I have to confess that I know very little about wheat in their stages of production. I refer them as wheat berries because the label said so. In singapore, wheat grass juice is highly valued as a nutrition supplement and people buy the berries to grow as wheat grass. I believe it must be an intact grain with nothing removed from it. If you already have some, it dosent hurt to throw some into a cup of water.

PMcCool's picture
PMcCool

So far as I have seen in other reading, wheat berries is a term that is used to identify the whole, unmilled grains of wheat, as tomsbread has surmised.

I hadn't previously seen any references to peeled wheat. If it is possible to draw parallels from rice processing, it could be wheat with the outer hull removed (analogous to brown rice), or wheat with both the outer hull and bran layer removed (analagous to polished rice). I don't know which, if either case is correct, so I guess some more research is in order.

sphealey's picture
sphealey

Could you post a review of that UNOX oven? What model is it, how do you use it, and how does it compare to a standard range (assuming standard ranges are what you use in Singapore!). It looks as if it could solve some problems for me.

Also what type of feed does it require? 240V/20A?

Thanks!

sPh

tomsbread's picture
tomsbread

Their website is http://www.unox.it

My oven model is Elena and all the detailed specifications are in the website.
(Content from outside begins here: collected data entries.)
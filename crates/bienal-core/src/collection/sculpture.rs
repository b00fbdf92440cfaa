use serde::{Deserialize, Serialize};

use super::{artist::Artist, image::Image, rating::AvgRating};

/// La Escultura: obra identificada por su nombre, con sus autores y las fotos
/// de cada etapa.
#[derive(Debug, Clone, PartialEq, Default, Serialize, Deserialize)]
pub struct Sculpture {
    pub name: String,
    /// Fecha de creación, `YYYY-MM-DD`.
    pub created_on: Option<String>,
    pub background: Option<String>,
    pub technique: Option<String>,
    pub rating: AvgRating,

    pub artists: Vec<Artist>,
    pub images: Vec<Image>,
}

impl Sculpture {
    pub fn artist(&self, national_id: &str) -> Option<&Artist> {
        self.artists.iter().find(|a| a.national_id == national_id)
    }

    pub fn image(&self, url: &str) -> Option<&Image> {
        self.images.iter().find(|i| i.url == url)
    }
}
use serde::{Deserialize, Serialize};

/// Promedio de votos de una entidad. `Unrated` cuando nadie votó todavía o cuando
/// la consulta que la construyó no incluye el promedio.
#[derive(Debug, Clone, Copy, PartialEq, Eq, Hash, Default, Serialize, Deserialize)]
#[serde(try_from = "Option<f64>", into = "Option<f64>")]
pub enum AvgRating {
    #[default]
    Unrated,
    Rated(Rating),
}

impl AvgRating {
    pub fn as_f64(&self) -> Option<f64> {
        match self {
            AvgRating::Unrated => None,
            AvgRating::Rated(rating) => Some(rating.as_f64()),
        }
    }
}

impl TryFrom<Option<f64>> for AvgRating {
    type Error = RatingError;

    fn try_from(value: Option<f64>) -> Result<Self, Self::Error> {
        match value {
            None => Ok(AvgRating::Unrated),
            Some(v) => Rating::new(v).map(AvgRating::Rated),
        }
    }
}

impl From<AvgRating> for Option<f64> {
    fn from(value: AvgRating) -> Self {
        value.as_f64()
    }
}

#[derive(Debug, Clone, Copy, PartialEq, thiserror::Error)]
#[error("rating {0} is outside of the 0..=5 scale")]
pub struct RatingError(pub f64);

/// Valor de punto fijo en la escala 0..=5, con cuatro decimales de precisión.
#[derive(Debug, Clone, Copy, PartialEq, Eq, PartialOrd, Ord, Hash)]
pub struct Rating(u32);

impl Rating {
    const SCALE_FACTOR: u32 = 10000;
    const MAX_VALUE: u32 = 5 * Self::SCALE_FACTOR;

    pub fn new(value: f64) -> Result<Self, RatingError> {
        if !(0.0..=5.0).contains(&value) {
            return Err(RatingError(value));
        }

        let scaled_value = (value * Self::SCALE_FACTOR as f64).round() as u32;

        if scaled_value > Self::MAX_VALUE {
            return Err(RatingError(value));
        }

        Ok(Self(scaled_value))
    }

    pub fn as_f64(&self) -> f64 {
        self.0 as f64 / Self::SCALE_FACTOR as f64
    }
}
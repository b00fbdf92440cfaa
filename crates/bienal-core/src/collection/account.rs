use serde::{Deserialize, Serialize};

/// Cuenta de usuario tal como la devuelve la búsqueda por correo.
#[derive(Debug, Clone, PartialEq, Eq, Serialize, Deserialize)]
pub struct Account {
    pub email: String,
    pub full_name: String,
    pub role: String,
    /// Hash bcrypt de la contraseña. Nunca se serializa hacia afuera.
    #[serde(skip_serializing, default)]
    pub password_hash: String,
}
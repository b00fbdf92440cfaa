use serde::{Deserialize, Serialize};
use tokio::task::spawn_blocking;
use tracing::{Level, instrument};

use crate::config::HashingConfig;
use crate::error::{Error, Result};
use crate::traits::CredentialHasher;

/// Texto sensible (contraseñas, claves de API). Se serializa tal cual pero nunca
/// aparece en `Debug`, así que no se filtra en logs ni en `#[instrument]`.
#[derive(Clone, Default, PartialEq, Eq, Serialize, Deserialize)]
#[serde(transparent)]
pub struct Secret(String);

impl Secret {
    pub fn expose(&self) -> &str {
        &self.0
    }

    pub fn is_empty(&self) -> bool {
        self.0.is_empty()
    }
}

impl From<&str> for Secret {
    fn from(value: &str) -> Self {
        Secret(value.to_string())
    }
}

impl From<String> for Secret {
    fn from(value: String) -> Self {
        Secret(value)
    }
}

impl std::fmt::Debug for Secret {
    fn fmt(&self, f: &mut std::fmt::Formatter<'_>) -> std::fmt::Result {
        f.write_str("<redacted>")
    }
}

/// Hashes bcrypt, compatibles con los que ya hay guardados en la base.
#[derive(Debug, Clone)]
pub struct BcryptHasher {
    cost: u32,
}

impl BcryptHasher {
    pub fn new(config: &HashingConfig) -> Self {
        BcryptHasher { cost: config.cost }
    }
}

impl Default for BcryptHasher {
    fn default() -> Self {
        BcryptHasher::new(&HashingConfig::default())
    }
}

#[async_trait::async_trait]
impl CredentialHasher for BcryptHasher {
    #[instrument(level = Level::TRACE, skip_all, err)]
    async fn hash(&self, secret: &str) -> Result<String> {
        let secret = secret.to_owned();
        let cost = self.cost;

        // bcrypt es deliberadamente lento: fuera del runtime async.
        spawn_blocking(move || bcrypt::hash(secret, cost))
            .await
            .map_err(|e| Error::Hashing(e.into()))?
            .map_err(|e| Error::Hashing(e.into()))
    }

    #[instrument(level = Level::TRACE, skip_all, err)]
    async fn verify(&self, secret: &str, hashed: &str) -> Result<bool> {
        let secret = secret.to_owned();
        let hashed = hashed.to_owned();

        spawn_blocking(move || bcrypt::verify(secret, &hashed))
            .await
            .map_err(|e| Error::Hashing(e.into()))?
            .map_err(|e| Error::Hashing(e.into()))
    }
}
I have the oven since Jan and so far I am very happy with it. The manufacturers were not boasting when they said that the temperature controls are precise. When I set the oven to 200 C, my oven thermometer really registered that, and at various locations too. This shows that the heat distribution is good. It is a convection oven and the fan is quite powerful. It changes direction every few minutes. The fan is actually sucking air to the back. The oven interior chamber is insulated and the door is double glass which means it is 'cool' to the touch externally.

It is a convection oven and initially, my breads burnt if I follwed the bread recipes to the letter. Breads baked in convection ovens have to be done at a slightly lower temperature. However, sometimes I find that I have to lower the temperatures significantly to achieve the results shown in the books. This made me wonder if cook book writers are doing some form of temperature compensation knowing that typical home ovens are not efficiently insulated enough but then that is yet another moot point.

The steam injection is achieved by dripping water onto the fan which scatter the droplets onto the heating element. You will need a water source for this.

As I have only used it for about 5 months, I cannot comment about its reliability. My old oven broke down 3 times in 1.5 years. The last straw came when the glass door shattered after I baked a bread in it. So if you ask me, I am very happy with my present oven, especially since it didn't burn a big hole in my pocket.

sphealey's picture
sphealey

Thanks for the information; I am searching for a US distributor.